We have now found that the objects of our invention can be accomplished by providing a heat developing twocomponent diazotype containing a starch binder. This invention utilizes the changes in physical properties of the starch material. Unlike many uses of starch in diazotype photoprinting materials where the starch is used in the granular form for its light defraction properties, etc., the starch in our invention must be used in the pasted form. On pasting in water the granular starch changes from a relatively inert water-insoluble material, which can be readily isolated by filtration from the mother liquor, into a colloidal dispersion, which cannot be separated from the mother liquor by filtration. During the pasting operation (heating in water at about 70-90 C. or higher) the hydrogen bonding between the various starch molecules is destroyed and a colloidal starch dispersion is formed. The starch paste, which contains the diazotype sensitizing composition of this invention, is then applied to a suitable substrate. As the sensitizing composition dries, the colloidal starch retrogrades forming a water-insoluble layer, which tenaciously bonds the components of the heat-sensitive two-component diazotype together and to the substrate. During retrogradation and drying the hydrogen bonding of the starch molecules is reestablished. The retrograded starch is more resistant to subsequent dispersion in Water than the starting granular starch.

This bonding characteristic of the starch makes it possible to use materials such as silica and/or alumina to the best advantage. The insoluble starch reduces markedly the tendency of silica and/or alumina to powder off from the surface of the diazotype layer. Further, the starch dries to a white material which aids in emphasizing the contrast between the colored image areas and the white background areas. The retrograded starch also tends to insulate the light sensitive diazonium compound from materials, such as sodium trichloroacetate, which reacts deleteriously with the diazonium compound. Accordingly, dye density and brightness is improved.

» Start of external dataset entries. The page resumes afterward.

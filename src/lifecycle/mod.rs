//! Process lifecycle helpers for the daemon

mod shutdown;

pub use shutdown::ShutdownSignal;
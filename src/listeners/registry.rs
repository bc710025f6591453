//! Listener registry with snapshot-based notification

use std::panic::{self, AssertUnwindSafe};
use std::sync::atomic::{AtomicU64, Ordering};
use std::sync::Arc;

use parking_lot::RwLock;
use tracing::{debug, error};

use crate::events::HotkeyEvent;

/// Receives a callback for every hotkey activation
///
/// Callbacks run on the hook's poll thread and should return quickly; the
/// next check does not happen until every listener has returned.
pub trait HotkeyListener: Send + Sync {
    fn on_hotkey_pressed(&self, event: &HotkeyEvent);
}

impl<F> HotkeyListener for F
where
    F: Fn(&HotkeyEvent) + Send + Sync,
{
    fn on_hotkey_pressed(&self, event: &HotkeyEvent) {
        self(event)
    }
}

/// Handle returned by [`ListenerRegistry::add`], used to remove the listener
#[derive(Debug, Clone, Copy, PartialEq, Eq, Hash)]
pub struct ListenerId(u64);

/// Ordered collection of listeners
#[derive(Default)]
pub struct ListenerRegistry {
    next_id: AtomicU64,
    listeners: RwLock<Vec<(ListenerId, Arc<dyn HotkeyListener>)>>,
}

impl ListenerRegistry {
    pub fn new() -> Self {
        Self::default()
    }

    /// Register a listener; the same listener may be added more than once
    pub fn add<L: HotkeyListener + 'static>(&self, listener: L) -> ListenerId {
        self.add_shared(Arc::new(listener))
    }

    /// Register a listener the caller keeps a handle to
    pub fn add_shared(&self, listener: Arc<dyn HotkeyListener>) -> ListenerId {
        let id = ListenerId(self.next_id.fetch_add(1, Ordering::Relaxed));
        self.listeners.write().push((id, listener));
        debug!(listener = id.0, "listener added");
        id
    }

    /// Remove a listener. Returns false if it was not registered.
    pub fn remove(&self, id: ListenerId) -> bool {
        let mut listeners = self.listeners.write();
        match listeners.iter().position(|(lid, _)| *lid == id) {
            Some(index) => {
                listeners.remove(index);
                debug!(listener = id.0, "listener removed");
                true
            }
            None => false,
        }
    }

    pub fn len(&self) -> usize {
        self.listeners.read().len()
    }

    pub fn is_empty(&self) -> bool {
        self.listeners.read().is_empty()
    }

    /// Deliver `event` to every listener registered when the call started
    ///
    /// Returns how many listeners returned normally. A panicking listener is
    /// logged and skipped.
    pub fn notify(&self, event: &HotkeyEvent) -> usize {
        // Callbacks may add or remove listeners, so no lock is held while they run.
        let snapshot: Vec<_> = self
            .listeners
            .read()
            .iter()
            .map(|(id, listener)| (*id, Arc::clone(listener)))
            .collect();

        let mut delivered = 0;
        for (id, listener) in snapshot {
            match panic::catch_unwind(AssertUnwindSafe(|| listener.on_hotkey_pressed(event))) {
                Ok(()) => delivered += 1,
                Err(_) => {
                    error!(listener = id.0, sequence = event.sequence, "hotkey listener panicked");
                }
            }
        }
        delivered
    }
}

impl std::fmt::Debug for ListenerRegistry {
    fn fmt(&self, f: &mut std::fmt::Formatter<'_>) -> std::fmt::Result {
        f.debug_struct("ListenerRegistry")
            .field("listeners", &self.len())
            .finish()
    }
}
//! hotkey-hook: global hotkey detection for host applications
//!
//! Hotkey detection itself lives in a native keyboard-hook library that
//! exposes three entry points (check, set, reset). This crate provides:
//! - A loader that tries each configured library name in turn
//! - A poll thread that asks the library whether the hotkey fired
//! - A listener registry notified on every activation
//!
//! ```no_run
//! use hotkey_hook::{GlobalKeyboardHook, HotkeyEvent, NativeLibrary, DEFAULT_LIBRARY_NAMES};
//!
//! # fn main() -> hotkey_hook::Result<()> {
//! let library = NativeLibrary::load_first(&DEFAULT_LIBRARY_NAMES, None)?;
//! let hook = GlobalKeyboardHook::new(library);
//! hook.set_hotkey("Ctrl+Alt+F12".parse()?)?;
//! hook.add_listener(|event: &HotkeyEvent| println!("{event}"));
//! hook.start()?;
//! # Ok(())
//! # }
//! ```

pub mod config;
pub mod error;
pub mod events;
pub mod hook;
pub mod hotkey;
pub mod lifecycle;
pub mod listeners;
pub mod native;

pub use config::Config;
pub use error::{HookError, Result};
pub use events::HotkeyEvent;
pub use hook::{GlobalKeyboardHook, DEFAULT_POLL_INTERVAL};
pub use hotkey::{Hotkey, Modifiers};
pub use listeners::{ChannelListener, HotkeyListener, ListenerId, ListenerRegistry};
pub use native::{DryRunBackend, HotkeyBackend, NativeLibrary, DEFAULT_LIBRARY_NAMES};
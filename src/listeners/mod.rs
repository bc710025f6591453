//! Hotkey listeners and the registry that notifies them

mod channel;
mod registry;

pub use channel::ChannelListener;
pub use registry::{HotkeyListener, ListenerId, ListenerRegistry};
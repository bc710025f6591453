//! hotkey-hookd: watch a global hotkey and report presses
//!
//! Loads the native keyboard-hook library, registers the configured hotkey
//! and prints one JSON line per press on stdout. Logs go to stderr.

mod cli;

use std::io::Write;
use std::sync::Arc;

use anyhow::{Context, Result};
use clap::Parser;
use tokio::io::{AsyncBufReadExt, BufReader};
use tracing::{info, warn};
use tracing_subscriber::EnvFilter;

use hotkey_hook::lifecycle::ShutdownSignal;
use hotkey_hook::{
    Config, DryRunBackend, GlobalKeyboardHook, HotkeyBackend, HotkeyEvent, NativeLibrary,
};

use crate::cli::Cli;

#[tokio::main]
async fn main() -> Result<()> {
    let cli = Cli::parse();

    // Initialize logging
    tracing_subscriber::fmt()
        .with_env_filter(
            EnvFilter::try_from_default_env().unwrap_or_else(|_| EnvFilter::new("info")),
        )
        .with_writer(std::io::stderr)
        .init();

    info!(version = env!("CARGO_PKG_VERSION"), "hotkey-hookd starting");

    let mut config = Config::load().context("failed to load configuration")?;
    cli.apply(&mut config);
    config.validate()?;
    info!(
        libraries = ?config.library_names,
        poll_ms = config.poll_interval.as_millis() as u64,
        "configuration loaded"
    );

    let dry_run = cli.dry_run.then(|| Arc::new(DryRunBackend::new()));
    let backend: Arc<dyn HotkeyBackend> = match &dry_run {
        Some(backend) => {
            warn!("dry-run mode: no native library loaded, each stdin line simulates a press");
            backend.clone()
        }
        None => Arc::new(
            NativeLibrary::load_first(&config.library_names, config.library_dir.as_deref())
                .context("failed to load keyboard hook library")?,
        ),
    };

    let hook = GlobalKeyboardHook::with_backend(backend).with_poll_interval(config.poll_interval);

    match config.binding {
        Some(hotkey) => hook.set_hotkey(hotkey).context("failed to register hotkey")?,
        None => warn!("no hotkey binding configured, relying on the library's current registration"),
    }

    hook.add_listener(|event: &HotkeyEvent| {
        if let Err(e) = write_event_line(event) {
            warn!(error = %e, "failed to write event to stdout");
        }
    });
    let (_, mut events) = hook.subscribe(64);

    hook.start()?;
    info!("hook started, entering main loop");

    let shutdown = ShutdownSignal::new();
    let simulate = async {
        match &dry_run {
            Some(backend) => simulate_presses(backend).await,
            None => std::future::pending().await,
        }
    };

    tokio::select! {
        result = shutdown.wait() => {
            result.context("failed to listen for shutdown signals")?;
            info!("shutdown signal received");
        }

        _ = async {
            while let Some(event) = events.recv().await {
                info!(%event, "hotkey event");
            }
        } => {
            info!("event stream closed");
        }

        result = simulate => {
            result?;
        }
    }

    info!("shutting down...");

    // Waits for the poll thread to reset the hotkey in the library.
    tokio::task::block_in_place(|| hook.stop_and_join());

    info!("hotkey-hookd stopped");

    Ok(())
}

/// Print `event` as one JSON line on stdout
fn write_event_line(event: &HotkeyEvent) -> Result<()> {
    let mut stdout = std::io::stdout().lock();
    serde_json::to_writer(&mut stdout, event)?;
    stdout.write_all(b"\n")?;
    stdout.flush()?;
    Ok(())
}

/// Trigger one simulated press per line read from stdin
async fn simulate_presses(backend: &DryRunBackend) -> Result<()> {
    let mut lines = BufReader::new(tokio::io::stdin()).lines();
    while lines
        .next_line()
        .await
        .context("failed to read stdin")?
        .is_some()
    {
        backend.trigger();
    }

    info!("stdin closed, no more simulated presses");
    std::future::pending::<()>().await;
    Ok(())
}
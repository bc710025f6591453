//! Signal handling for graceful shutdown

use tracing::debug;

/// Waits for SIGTERM/SIGINT on Unix and Ctrl-C elsewhere
#[derive(Debug, Default)]
pub struct ShutdownSignal;

impl ShutdownSignal {
    pub fn new() -> Self {
        Self
    }

    /// Wait for a shutdown signal
    #[cfg(unix)]
    pub async fn wait(&self) -> std::io::Result<()> {
        use tokio::signal::unix::{signal, SignalKind};

        let mut sigterm = signal(SignalKind::terminate())?;
        let mut sigint = signal(SignalKind::interrupt())?;

        tokio::select! {
            _ = sigterm.recv() => {
                debug!("received SIGTERM");
            }
            _ = sigint.recv() => {
                debug!("received SIGINT");
            }
        }
        Ok(())
    }

    /// Wait for a shutdown signal
    #[cfg(not(unix))]
    pub async fn wait(&self) -> std::io::Result<()> {
        tokio::signal::ctrl_c().await?;
        debug!("received Ctrl-C");
        Ok(())
    }
}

For the purpose of this invention the term starch refers to native starches such as corn starch, high amylose corn starch, waxy maize, potato starch, rich starch, wheat starch, tapioca starch and the fractions thereof (amylose and/or amylopectin) which are capable of forming a starch dispersion. The starch can be unmodified, modified or derivatized. In general all the unmodified native starches and modified starches (alkaline hypochlorite oxidized, acid modified and dextrinized starches) are capable of forming a starch dispersion.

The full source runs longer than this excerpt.